Selam... Kilometrelerce öte yurtlarda tanımadığın birine verince çok daha anlamlı.
Gitmeden filmle ilgili ön yargıları olanlar gittikten sonra olaya ne kadar kör baktıklarının farkına varacaklardır. Babam ve Oğlum; nasıl siyasi bir olgu olarak düşünmeden, farklı kafa yapısındaki her insanın izleyeceği duygulanacağı bir filmse bu filmde o şekilde. Filmin öncelikle sabit bir ideolojinin reklamını yapmaktan ziyade 'güzel bir film' yapma amacı güttüğü için akıcı ve sıkıcı olmayan bir yapısı var. Olay örgüleri, ülkeler arası geçişler çok güzel oluşturulmuş. Hikayelerin; Afganistan, Senegal ve Bosna Hersek merkezli oluşu, oradaki hayatlar, törenler, bayramlar, cenazeler filme çok güzel yansıtılmış. Bosna'da farklı dine mensup aileler arasında süregelen geçmişe dayalı hesaplaşmalar, Afganistan'da sefaletin ve açlığın göz önüne getirdiği manzaralar, Afrikalıların beyaz insana karşı bakışlarının azımsanmayacak derecede kötü ve nefret dolu olduğu neden ve sonuçlarla aktarılmış. Burada spoiler vererek henüz gitmemiş olanların heyecanını kırmak istemiyorum lakin filmin fragmanından çok daha güzel olduğunu söylemek isterim.
Farklılıklar arasında 'köprü' olma gayesi
Her filmde olduğu gibi bu filmin de eleştirilecek yönleri mevcut. Oyunculuklar Stv dizilerindeki oyunculuklar tadında doğallıktan uzak ve bu çok dikkat çekiyor. Filmin bazı sahnelerinde diyaloglar yapmacık ve gereksiz uzatılmış. En önemlisi de oyunculuk bazında yan roller, filmin genelinde ana karakterlerin önüne geçiyor. Senegalli, Afgan ve Bosnalı çocuklar çok doğal ve içten oynamışlar ki bu bile filmin doğallığını, hikayelerin gerçekçiliğini çok iyi yansıtıyor. Bir de Kimse Yok Mu derneğinin ve Türkçe Olimpiyatlarının filmde biraz fazlaca yer alması 'acaba reklam mı?' dedirtebilir ama bu tarz derneklerin ve oluşumların, sürekliliği bozmadan ve zorla göze sokmadan filmlerde yer almayı hakettiğini düşünüyorum.

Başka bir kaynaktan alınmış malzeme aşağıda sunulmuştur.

//! `bin X cont`: t-test of a continuous column split by a binary column.

use insight_classify::derive_binary_labels;
use insight_model::{AnalysisKind, InsightError, PairCandidate, PipelineOptions, Result};
use insight_narrative::{binary_vs_continuous, significance};
use insight_stats::{GroupSummary, ttest_ind_from_stats};
use polars::prelude::DataFrame;

use super::analyzer_trait::{PairAnalysis, PairAnalyzer, degenerate};
use crate::frame::{binary_column, float_column, unique_scalars};

pub struct BinaryContinuousAnalyzer;

impl PairAnalyzer for BinaryContinuousAnalyzer {
    fn kind(&self) -> AnalysisKind {
        AnalysisKind::BinCont
    }

    fn description(&self) -> &'static str {
        "Two-sample t-test from group summaries"
    }

    fn analyze(
        &self,
        df: &DataFrame,
        pair: &PairCandidate,
        options: &PipelineOptions,
    ) -> Result<PairAnalysis> {
        let (binary, continuous) = (pair.first.as_str(), pair.second.as_str());
        let labels = derive_binary_labels(binary, &unique_scalars(df, binary)?)?;

        let mut positive = Vec::new();
        let mut negative = Vec::new();
        for (group, value) in binary_column(df, binary)?
            .into_iter()
            .zip(float_column(df, continuous)?)
        {
            match (group, value) {
                (Some(true), Some(value)) => positive.push(value),
                (Some(false), Some(value)) => negative.push(value),
                _ => {}
            }
        }

        // Summaries are computed once and shared by the test and the narrative.
        let positive = summarize(binary, &labels.positive, &positive)?;
        let negative = summarize(binary, &labels.negative, &negative)?;
        let result =
            ttest_ind_from_stats(&positive, &negative).map_err(|err| degenerate(continuous, err))?;

        Ok(PairAnalysis {
            result,
            magnitude: None,
            headline: Some(significance::binary_vs_continuous(&labels, continuous)),
            narrative: binary_vs_continuous(
                &labels,
                continuous,
                &positive,
                &negative,
                &options.narrative,
            ),
        })
    }
}

fn summarize(column: &str, label: &str, values: &[f64]) -> Result<GroupSummary> {
    GroupSummary::from_values(values).ok_or_else(|| InsightError::DegenerateGroup {
        column: column.to_string(),
        reason: format!("group '{label}' has no values"),
    })
}
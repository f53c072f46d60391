//! Findings comparing the spread of a continuous column across binary groups.

use std::fmt;

use insight_common::title_case;
use insight_model::{BinaryLabels, NarrativeOptions};
use insight_stats::{GroupSummary, is_close};

/// Qualitative level of a coefficient of variation.
#[derive(Debug, Clone, Copy, PartialEq, Eq)]
pub enum VariabilityLevel {
    Low,
    Medium,
    High,
}

impl VariabilityLevel {
    /// `cv <= 0.25` is low, `cv <= 0.75` medium, anything else high.
    pub fn from_cv(cv: f64) -> Self {
        if (0.0..=0.25).contains(&cv) {
            VariabilityLevel::Low
        } else if cv > 0.25 && cv <= 0.75 {
            VariabilityLevel::Medium
        } else {
            VariabilityLevel::High
        }
    }

    pub fn as_str(&self) -> &'static str {
        match self {
            VariabilityLevel::Low => "low",
            VariabilityLevel::Medium => "medium",
            VariabilityLevel::High => "high",
        }
    }
}

impl fmt::Display for VariabilityLevel {
    fn fmt(&self, f: &mut fmt::Formatter<'_>) -> fmt::Result {
        f.write_str(self.as_str())
    }
}

/// Compares the variability of `continuous` between the positive and
/// negative groups of a binary column.
///
/// Coefficients of variation are only meaningful on a ratio scale, so they
/// are used when both group minimums are positive; otherwise the raw
/// standard deviations are compared.
pub fn binary_vs_continuous(
    labels: &BinaryLabels,
    continuous: &str,
    positive: &GroupSummary,
    negative: &GroupSummary,
    options: &NarrativeOptions,
) -> String {
    let pos = title_case(&labels.positive);
    let neg = title_case(&labels.negative);
    let tolerance = options.cv_tolerance;

    if positive.min > 0.0 && negative.min > 0.0 {
        let cv_pos = positive.coefficient_of_variation();
        let cv_neg = negative.coefficient_of_variation();
        if is_close(cv_neg, cv_pos, tolerance) {
            return format!(
                "Both {pos} and {neg} have a {} level of variability on \"{continuous}\". \
                 {pos} average is {:.1} and {neg} average is {:.1}. ",
                VariabilityLevel::from_cv(cv_pos),
                positive.mean,
                negative.mean,
            );
        }
        if cv_pos > cv_neg {
            return format!(
                "{pos} has a higher variability in \"{continuous}\" of {cv_pos:.2} \
                 whereas {neg} is more stable at {cv_neg:.2}. "
            );
        }
        if cv_pos < cv_neg {
            return format!(
                "{neg} has a higher variability in \"{continuous}\" of {cv_neg:.2} \
                 whereas {pos} is more stable at {cv_pos:.2}. "
            );
        }
        return String::new();
    }

    if is_close(positive.std, negative.std, tolerance) {
        return format!(
            "{neg} and {pos} have basically the same spread around their means of {:.2} and {:.2} \
             on \"{continuous}\". ",
            positive.std, negative.std,
        );
    }
    if positive.std > negative.std {
        format!(
            "{pos} has a higher spread (std) in \"{continuous}\" of {:.2} \
             whereas {neg} is more stable at {:.2}. ",
            positive.std, negative.std,
        )
    } else {
        format!(
            "{neg} has a higher spread (std) in \"{continuous}\" of {:.2} \
             whereas {pos} is more stable at {:.2}. ",
            negative.std, positive.std,
        )
    }
}

#[cfg(test)]
mod tests {
    use super::*;

    fn group(mean: f64, std: f64, min: f64) -> GroupSummary {
        GroupSummary {
            count: 100,
            mean,
            std,
            min,
            max: mean * 2.0,
        }
    }

    fn labels() -> BinaryLabels {
        BinaryLabels::for_column("active")
    }

    #[test]
    fn cv_levels() {
        assert_eq!(VariabilityLevel::from_cv(0.0), VariabilityLevel::Low);
        assert_eq!(VariabilityLevel::from_cv(0.25), VariabilityLevel::Low);
        assert_eq!(VariabilityLevel::from_cv(0.5), VariabilityLevel::Medium);
        assert_eq!(VariabilityLevel::from_cv(0.75), VariabilityLevel::Medium);
        assert_eq!(VariabilityLevel::from_cv(0.9), VariabilityLevel::High);
        assert_eq!(VariabilityLevel::from_cv(f64::NAN), VariabilityLevel::High);
    }

    #[test]
    fn close_cvs_report_same_level() {
        let text = binary_vs_continuous(
            &labels(),
            "visits",
            &group(100.0, 10.0, 50.0),
            &group(80.0, 8.4, 40.0),
            &NarrativeOptions::default(),
        );
        assert_eq!(
            text,
            "Both Active and Non-Active have a low level of variability on \"visits\". \
             Active average is 100.0 and Non-Active average is 80.0. "
        );
    }

    #[test]
    fn higher_positive_cv_is_reported() {
        let text = binary_vs_continuous(
            &labels(),
            "visits",
            &group(100.0, 50.0, 1.0),
            &group(100.0, 10.0, 1.0),
            &NarrativeOptions::default(),
        );
        assert_eq!(
            text,
            "Active has a higher variability in \"visits\" of 0.50 whereas Non-Active is more stable at 0.10. "
        );
    }

    #[test]
    fn non_positive_minimum_falls_back_to_std() {
        let text = binary_vs_continuous(
            &labels(),
            "balance",
            &group(10.0, 2.0, -5.0),
            &group(10.0, 6.0, 1.0),
            &NarrativeOptions::default(),
        );
        assert_eq!(
            text,
            "Non-Active has a higher spread (std) in \"balance\" of 6.00 whereas Active is more stable at 2.00. "
        );

        let same = binary_vs_continuous(
            &labels(),
            "balance",
            &group(10.0, 2.0, 0.0),
            &group(12.0, 2.1, 1.0),
            &NarrativeOptions::default(),
        );
        assert!(same.starts_with("Non-Active and Active have basically the same spread"));
    }
}
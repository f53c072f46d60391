//! Two-sample t-test computed from group summaries.

use statrs::distribution::{ContinuousCDF, StudentsT};

use crate::TestResult;
use crate::describe::GroupSummary;
use crate::error::{Result, StatsError};

/// Independent two-sample t-test with pooled (equal) variance.
///
/// The statistic is signed `first - second`; the p-value is two-sided.
pub fn ttest_ind_from_stats(first: &GroupSummary, second: &GroupSummary) -> Result<TestResult> {
    for group in [first, second] {
        if group.count < 2 {
            return Err(StatsError::InsufficientData {
                what: "observations per group",
                needed: 2,
                found: group.count,
            });
        }
    }

    let n1 = first.count as f64;
    let n2 = second.count as f64;
    let dof = n1 + n2 - 2.0;
    let pooled = ((n1 - 1.0) * first.variance() + (n2 - 1.0) * second.variance()) / dof;
    let denom = (pooled * (1.0 / n1 + 1.0 / n2)).sqrt();
    if denom == 0.0 || !denom.is_finite() {
        return Err(StatsError::ZeroVariance {
            what: "pooled groups",
        });
    }

    let t = (first.mean - second.mean) / denom;
    let dist = StudentsT::new(0.0, 1.0, dof).map_err(StatsError::distribution)?;
    let p_value = 2.0 * dist.sf(t.abs());
    Ok(TestResult::new(t, p_value))
}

Adını bir türlü bulamadığım, oyunculuğuna hayran kaldığım Senegalli çocuk
Aşkı da ihmal etmemişler ve bu zamana kadar çokça duyduğumuz 'Haberin var mı?' türküsü de filmin en çok dikkat çeken ögelerinden biri onu da şurdan dinleyebilirsiniz. Filmin sonları genel yapının en vurucu noktaları. Adem öğretmenin nehirde boğulmadan önce Bosnalı müslüman çocuğa söylediği 'sen nehir olma, köprü ol' cümlesi ise filmin ana temasını çok iyi bir şekilde gözler önüne sererek insanın hayatındaki en büyük amacın bu olması yönünde de bir mesaj veriyor bizlere.
Yazıyı Bosna'daki hristiyan öğretmenin Adem öğretmene söylediği cümleyle bitirelim.
"Sizin atalarınız kılıçla değil 'selamla' geldi. Kılıçla gelene kılıçla karşılık verilir ama selamla gelene 'aleyküm selam' denilir."